_Aim of the exercise:_ The first line of the entries below, the line containing "pub fn get(&self, key: &[u8])", and every line between them should be repeated exactly, and nothing else.

--- START ---

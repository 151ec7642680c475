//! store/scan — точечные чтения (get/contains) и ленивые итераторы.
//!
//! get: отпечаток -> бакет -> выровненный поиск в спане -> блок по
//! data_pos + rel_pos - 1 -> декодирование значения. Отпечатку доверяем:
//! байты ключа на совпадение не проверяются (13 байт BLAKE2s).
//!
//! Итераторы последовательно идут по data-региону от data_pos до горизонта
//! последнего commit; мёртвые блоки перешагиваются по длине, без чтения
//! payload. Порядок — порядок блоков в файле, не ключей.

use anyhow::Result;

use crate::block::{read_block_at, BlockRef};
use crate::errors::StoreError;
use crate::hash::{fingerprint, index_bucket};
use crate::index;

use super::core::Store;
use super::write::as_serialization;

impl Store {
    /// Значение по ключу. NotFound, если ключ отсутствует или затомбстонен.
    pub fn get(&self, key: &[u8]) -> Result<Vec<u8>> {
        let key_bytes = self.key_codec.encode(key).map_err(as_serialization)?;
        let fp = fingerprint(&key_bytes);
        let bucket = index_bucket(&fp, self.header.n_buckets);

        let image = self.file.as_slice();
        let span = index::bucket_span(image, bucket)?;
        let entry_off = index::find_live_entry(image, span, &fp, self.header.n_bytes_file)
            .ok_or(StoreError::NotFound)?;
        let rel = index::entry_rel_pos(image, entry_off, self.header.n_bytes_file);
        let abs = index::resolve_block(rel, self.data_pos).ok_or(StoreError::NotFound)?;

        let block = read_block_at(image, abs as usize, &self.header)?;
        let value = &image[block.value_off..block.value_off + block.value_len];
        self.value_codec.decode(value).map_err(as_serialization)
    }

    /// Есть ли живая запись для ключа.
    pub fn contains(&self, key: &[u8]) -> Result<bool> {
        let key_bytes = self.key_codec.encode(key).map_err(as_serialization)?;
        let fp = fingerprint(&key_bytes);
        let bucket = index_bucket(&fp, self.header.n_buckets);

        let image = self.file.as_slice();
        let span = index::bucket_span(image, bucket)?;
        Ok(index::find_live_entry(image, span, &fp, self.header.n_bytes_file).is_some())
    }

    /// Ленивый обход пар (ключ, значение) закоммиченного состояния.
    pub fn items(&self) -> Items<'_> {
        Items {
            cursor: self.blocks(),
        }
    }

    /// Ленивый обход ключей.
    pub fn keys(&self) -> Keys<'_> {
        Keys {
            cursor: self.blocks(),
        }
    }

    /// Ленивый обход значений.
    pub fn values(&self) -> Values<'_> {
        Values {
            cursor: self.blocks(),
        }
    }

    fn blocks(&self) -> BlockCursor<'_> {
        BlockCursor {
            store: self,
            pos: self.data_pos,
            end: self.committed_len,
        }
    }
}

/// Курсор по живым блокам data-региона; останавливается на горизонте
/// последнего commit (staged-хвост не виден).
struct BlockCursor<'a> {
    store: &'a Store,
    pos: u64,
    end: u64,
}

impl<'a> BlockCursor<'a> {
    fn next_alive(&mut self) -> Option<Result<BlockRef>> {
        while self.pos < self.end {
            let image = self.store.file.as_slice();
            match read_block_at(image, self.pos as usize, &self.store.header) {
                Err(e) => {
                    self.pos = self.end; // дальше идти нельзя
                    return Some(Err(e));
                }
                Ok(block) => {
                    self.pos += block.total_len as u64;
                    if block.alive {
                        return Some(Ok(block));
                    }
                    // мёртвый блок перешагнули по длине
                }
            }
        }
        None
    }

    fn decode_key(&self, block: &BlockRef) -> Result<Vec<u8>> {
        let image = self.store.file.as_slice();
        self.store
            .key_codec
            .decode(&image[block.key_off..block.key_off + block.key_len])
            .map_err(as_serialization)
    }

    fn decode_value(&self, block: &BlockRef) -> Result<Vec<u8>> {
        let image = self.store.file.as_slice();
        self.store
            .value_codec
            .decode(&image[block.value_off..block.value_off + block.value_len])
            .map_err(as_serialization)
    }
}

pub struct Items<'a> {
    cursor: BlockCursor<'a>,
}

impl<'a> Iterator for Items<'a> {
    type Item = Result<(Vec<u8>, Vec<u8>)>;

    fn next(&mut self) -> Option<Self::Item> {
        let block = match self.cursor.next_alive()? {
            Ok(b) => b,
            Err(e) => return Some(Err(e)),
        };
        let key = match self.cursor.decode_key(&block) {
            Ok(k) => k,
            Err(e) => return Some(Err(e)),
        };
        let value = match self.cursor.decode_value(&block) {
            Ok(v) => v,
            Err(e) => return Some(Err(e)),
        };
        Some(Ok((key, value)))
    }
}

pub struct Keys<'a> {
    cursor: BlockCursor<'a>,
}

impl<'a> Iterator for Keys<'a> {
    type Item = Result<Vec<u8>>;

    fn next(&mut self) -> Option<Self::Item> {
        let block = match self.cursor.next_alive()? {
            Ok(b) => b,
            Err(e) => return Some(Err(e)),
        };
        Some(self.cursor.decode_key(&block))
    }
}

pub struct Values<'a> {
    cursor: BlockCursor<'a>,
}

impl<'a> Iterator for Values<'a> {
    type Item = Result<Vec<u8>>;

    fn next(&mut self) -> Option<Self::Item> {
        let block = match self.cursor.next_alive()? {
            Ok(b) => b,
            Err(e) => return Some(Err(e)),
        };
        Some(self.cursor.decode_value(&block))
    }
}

--- END ---

_Answer area:_
repository 151ec7642680c475
//! store/scan — точечные чтения (get/contains) и ленивые итераторы.
//!
//! get: отпечаток -> бакет -> выровненный поиск в спане -> блок по
//! data_pos + rel_pos - 1 -> декодирование значения. Отпечатку доверяем:
//! байты ключа на совпадение не проверяются (13 байт BLAKE2s).
//!
//! Итераторы последовательно идут по data-региону от data_pos до горизонта
//! последнего commit; мёртвые блоки перешагиваются по длине, без чтения
//! payload. Порядок — порядок блоков в файле, не ключей.

use anyhow::Result;

use crate::block::{read_block_at, BlockRef};
use crate::errors::StoreError;
use crate::hash::{fingerprint, index_bucket};
use crate::index;

use super::core::Store;
use super::write::as_serialization;

impl Store {
    /// Значение по ключу. NotFound, если ключ отсутствует или затомбстонен.
    pub fn get(&self, key: &[u8]) -> Result<Vec<u8>> {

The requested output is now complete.